Впрочем, не перегибает ли он палку, создавая тем самым нежелательный прецедент? Может быть, наш контакт с покойными авторами напрямую, помимо правообладателей, упростил бы переговоры? Как гласит американская деловая мудрость, Eliminate the middleman! («Устраняйте посредника!»)


P. S. Действительность опережает самые смелые фантазии. Как пишет мне по имейлу из Принстона (27.01.2019) профессор Виницкий, Главный по Спиритическим Тарелочкам, при издании его книги в Канаде


редактор потребовал copyright от авторов цитируемых мной стихотворений, полученных Вагнером и другими на спиритических сеансах. Я ответил, что получил их разрешения тем же путем, которым были произведены тексты. Сработало. Как честный офицер, я в Аknowledgements поблагодарил тени Баркова, Пушкина и Эдгара По за любезно предоставленные типтологическим путем (то есть постукиваниями) разрешения5.



ЯРМАРКА ТЩЕСЛАВИЯ


Мои персонажи один за другим поддаются неумолимой насреддиновской логике, и виньетки невольно приобретают все более надмирный характер.

На конференции к 200-летию Пушкина (Стэнфорд, 1999; подумать — уже 20 лет назад!) я делал доклад о вальтерскоттовских очных ставках с властителем в «Капитанской дочке» и об их рефлексах у Толстого и Искандера6. В ходе работы я пользовался советами великого Организатора, который и включил меня в число участников, причем на собственной секции, посвященной «Капитанской дочке». Конференция собрала множество американских и российских знаменитостей, и я предвкушал демонстрацию перед цветом пушкинистики своего любовно выношенного опуса, с которым дерзал вступить на густо заселенную и тщательно возделанную капитанскодочковедческую территорию.
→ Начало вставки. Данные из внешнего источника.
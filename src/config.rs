//! Configuration management for the RTP bridge plugin

use std::net::IpAddr;
use std::path::Path;
use std::str::FromStr;

use serde::{Deserialize, Serialize};

use crate::{Error, Result};

pub const DEFAULT_RTP_RANGE_MIN: u16 = 10000;
pub const DEFAULT_RTP_RANGE_MAX: u16 = 60000;

#[derive(Debug, Clone, Default, Serialize, Deserialize)]
pub struct BridgeConfig {
    #[serde(default)]
    pub general: GeneralConfig,
    #[serde(default)]
    pub logging: LoggingConfig,
}

#[derive(Debug, Clone, Serialize, Deserialize)]
pub struct GeneralConfig {
    /// Interface address media sockets bind to; wildcard when unset.
    pub local_ip: Option<String>,
    /// Address advertised in generated session descriptions; defaults to
    /// `local_ip` when that is set.
    pub sdp_ip: Option<String>,
    #[serde(default)]
    pub rtp_port_range: PortRange,
    /// Whether lifecycle events are forwarded to the host's event handlers.
    #[serde(default = "default_events")]
    pub events: bool,
    /// DSCP value applied (shifted into IP_TOS) on audio RTP sockets.
    #[serde(default)]
    pub dscp_audio_rtp: u8,
    /// DSCP value applied (shifted into IP_TOS) on video RTP sockets.
    #[serde(default)]
    pub dscp_video_rtp: u8,
    /// Directory recordings are written to; the process working directory
    /// when unset.
    pub recordings_dir: Option<String>,
}

fn default_events() -> bool {
    true
}

impl Default for GeneralConfig {
    fn default() -> Self {
        Self {
            local_ip: None,
            sdp_ip: None,
            rtp_port_range: PortRange::default(),
            events: true,
            dscp_audio_rtp: 0,
            dscp_video_rtp: 0,
            recordings_dir: None,
        }
    }
}

/// RTP/RTCP port range. Accepts either a `{ min = .., max = .. }` table or
/// the compact `"min-max"` string form in configuration files.
#[derive(Debug, Clone, Copy, PartialEq, Eq, Serialize)]
pub struct PortRange {
    pub min: u16,
    pub max: u16,
}

impl Default for PortRange {
    fn default() -> Self {
        Self {
            min: DEFAULT_RTP_RANGE_MIN,
            max: DEFAULT_RTP_RANGE_MAX,
        }
    }
}

impl FromStr for PortRange {
    type Err = Error;

    fn from_str(s: &str) -> Result<Self> {
        let (min, max) = s
            .rsplit_once('-')
            .ok_or_else(|| Error::config(format!("Invalid port range: {s}")))?;
        let min: u16 = min
            .trim()
            .parse()
            .map_err(|_| Error::config(format!("Invalid RTP min port value: {min}")))?;
        let max: u16 = max
            .trim()
            .parse()
            .map_err(|_| Error::config(format!("Invalid RTP max port value: {max}")))?;
        Ok(Self { min, max })
    }
}

impl<'de> Deserialize<'de> for PortRange {
    fn deserialize<D>(deserializer: D) -> std::result::Result<Self, D::Error>
    where
        D: serde::Deserializer<'de>,
    {
        #[derive(Deserialize)]
        #[serde(untagged)]
        enum Repr {
            Text(String),
            Pair { min: u16, max: u16 },
        }
        match Repr::deserialize(deserializer)? {
            Repr::Text(s) => s.parse().map_err(serde::de::Error::custom),
            Repr::Pair { min, max } => Ok(PortRange { min, max }),
        }
    }
}

impl PortRange {
    /// Normalize the range the way the allocator expects it: even minimum,
    /// min/max swapped if reversed, zero max widened to the port space.
    pub fn normalized(mut self) -> Self {
        if self.min > self.max {
            std::mem::swap(&mut self.min, &mut self.max);
        }
        if self.min % 2 == 1 {
            self.min += 1;
        }
        if self.min > self.max {
            std::mem::swap(&mut self.min, &mut self.max);
        }
        if self.max == 0 {
            self.max = u16::MAX;
        }
        self
    }
}

#[derive(Debug, Clone, Serialize, Deserialize)]
pub struct LoggingConfig {
    pub level: String,
    pub file: Option<String>,
    pub format: LogFormat,
}

impl Default for LoggingConfig {
    fn default() -> Self {
        Self {
            level: "info".to_string(),
            file: None,
            format: LogFormat::Full,
        }
    }
}

#[derive(Debug, Clone, Serialize, Deserialize)]
pub enum LogFormat {
    #[serde(rename = "json")]
    Json,
    #[serde(rename = "compact")]
    Compact,
    #[serde(rename = "full")]
    Full,
}

impl BridgeConfig {
    pub fn load_from_file<P: AsRef<Path>>(path: P) -> Result<Self> {
        let contents = std::fs::read_to_string(&path)?;
        let config: BridgeConfig = toml::from_str(&contents)
            .map_err(|e| Error::config(format!("Failed to parse config file: {e}")))?;
        config.validate()?;
        Ok(config)
    }

    pub fn default_config() -> Self {
        Self::default()
    }

    /// Resolve the configured bind address. An unset or unresolvable
    /// `local_ip` falls back to wildcard binding; a wildcard address is
    /// treated the same as unset.
    pub fn resolved_local_ip(&self) -> Option<IpAddr> {
        let text = self.general.local_ip.as_deref()?;
        match text.parse::<IpAddr>() {
            Ok(ip) if ip.is_unspecified() => None,
            Ok(ip) => Some(ip),
            Err(_) => {
                tracing::warn!(
                    "Error setting local IP address to {text}, falling back to detecting IP address..."
                );
                None
            }
        }
    }

    pub fn validate(&self) -> Result<()> {
        let range = self.general.rtp_port_range.normalized();
        if range.min > range.max {
            return Err(Error::config("Invalid RTP port range"));
        }
        Ok(())
    }
}

/// Best-effort detection of a non-loopback local address, used when neither
/// `local_ip` nor `sdp_ip` is configured. The socket is never written to;
/// connecting a datagram socket just selects the outbound interface.
pub fn detect_local_ip() -> Option<IpAddr> {
    let socket = std::net::UdpSocket::bind(("0.0.0.0", 0)).ok()?;
    socket.connect(("8.8.8.8", 53)).ok()?;
    socket.local_addr().ok().map(|a| a.ip())
}

#[cfg(test)]
mod tests {
    use super::*;

    #[test]
    fn test_port_range_from_str() {
        let range: PortRange = "20000-40000".parse().unwrap();
        assert_eq!(range, PortRange { min: 20000, max: 40000 });
        assert!("20000".parse::<PortRange>().is_err());
        assert!("low-high".parse::<PortRange>().is_err());
    }

    #[test]
    fn test_port_range_normalized() {
        // Odd minimum is bumped to the next even port.
        let range = PortRange { min: 10001, max: 20000 }.normalized();
        assert_eq!(range.min, 10002);
        // Reversed bounds are swapped before the even fix-up.
        let range = PortRange { min: 30000, max: 10001 }.normalized();
        assert_eq!(range, PortRange { min: 10002, max: 30000 });
        // Unbounded maximum widens to the full port space.
        let range = PortRange { min: 10000, max: 0 }.normalized();
        assert_eq!(range.max, u16::MAX);
    }

    #[test]
    fn test_config_from_toml() {
        let toml = r#"
            [general]
            local_ip = "192.0.2.10"
            rtp_port_range = "12000-13000"
            dscp_audio_rtp = 46

            [logging]
            level = "debug"
            format = "compact"
        "#;
        let config: BridgeConfig = toml::from_str(toml).unwrap();
        config.validate().unwrap();
        assert_eq!(config.general.local_ip.as_deref(), Some("192.0.2.10"));
        assert_eq!(config.general.rtp_port_range, PortRange { min: 12000, max: 13000 });
        assert_eq!(config.general.dscp_audio_rtp, 46);
        assert!(config.general.events);
    }

    #[test]
    fn test_unresolvable_local_ip_falls_back_to_wildcard() {
        let config = BridgeConfig {
            general: GeneralConfig {
                local_ip: Some("not-an-ip".into()),
                ..Default::default()
            },
            ..Default::default()
        };
        assert!(config.resolved_local_ip().is_none());

        let config = BridgeConfig {
            general: GeneralConfig {
                local_ip: Some("0.0.0.0".into()),
                ..Default::default()
            },
            ..Default::default()
        };
        assert!(config.resolved_local_ip().is_none());

        let config = BridgeConfig {
            general: GeneralConfig {
                local_ip: Some("192.0.2.10".into()),
                ..Default::default()
            },
            ..Default::default()
        };
        assert_eq!(
            config.resolved_local_ip(),
            Some("192.0.2.10".parse().unwrap())
        );
    }

    #[test]
    fn test_default_config() {
        let config = BridgeConfig::default_config();
        assert_eq!(config.general.rtp_port_range, PortRange::default());
        assert!(config.general.local_ip.is_none());
    }
}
Доклад вроде бы имел успех (в частности, у с тех пор скончавшегося влиятельного Петербуржца и у поныне здравствующего не менее влиятельного Гамбуржца), но в аудитории я не досчитался почтенного Классика, мнением которого всегда дорожу (его формула пушкинского творчества как русского конспекта европейской литературы в докладе цитировалась), и старейшего Пушкиниста, с которым я накануне познакомился на пятачке около бассейна перед мотелем, где «стояли»7 гости из России и шла ежевечерняя пьянка. Со сцены я, все еще надеясь на чудо, обшаривал глазами зал, но они не появились ни к моему докладу, ни даже к заключительному слову самого Организатора. Встретив позднее в тот же день Классика, я все-таки всучил ему текст (и в дальнейшем услышал вежливые похвалы), но к Пушкинисту приставать не посмел, и он улетел назад, а вскоре умер, так и не узнав, что живет в Калифорнии такой пушкиновед Александр Константинович Бобчинский.

Мое разочарование отчасти смягчалось тем, что проигнорирован был не только мой доклад, но и доклад Организатора, довольно, впрочем, на мой взгляд, слабый, как это бывает с его устными выступлениями, в которых чувствуется желание скорее покончить со скучными формальностями («сами себя задерживаем!») и перейти к непосредственной цели сборища — застолью. Успокаивал я себя и предположениями о тех или иных уважительных причинах двойного отсутствия Классика и Пушкиниста: совместной туристской поездке в Сан-Франциско? походе в Гуверовскую библиотеку? в книжный магазин «Шведе»? в гости к кому-нибудь в Беркли?.. Как вдруг из случайного разговора с соседом Организатора по гостиничному номеру я узнал, что уже после того, как мы все вернулись с общего выпивона высыпаться перед утренними выступлениями, Организатор, где-то около двух часов утра, вдруг вскочил, сел в машину и с огромной бутылью водки снова отправился в «русский» отель — допивать. Разбудив живших вместе Классика и Пушкиниста, он пропьянствовал с ними до утра, после чего они заснули сном праведников, а он, бледный, но подтянутый, явился на конференцию.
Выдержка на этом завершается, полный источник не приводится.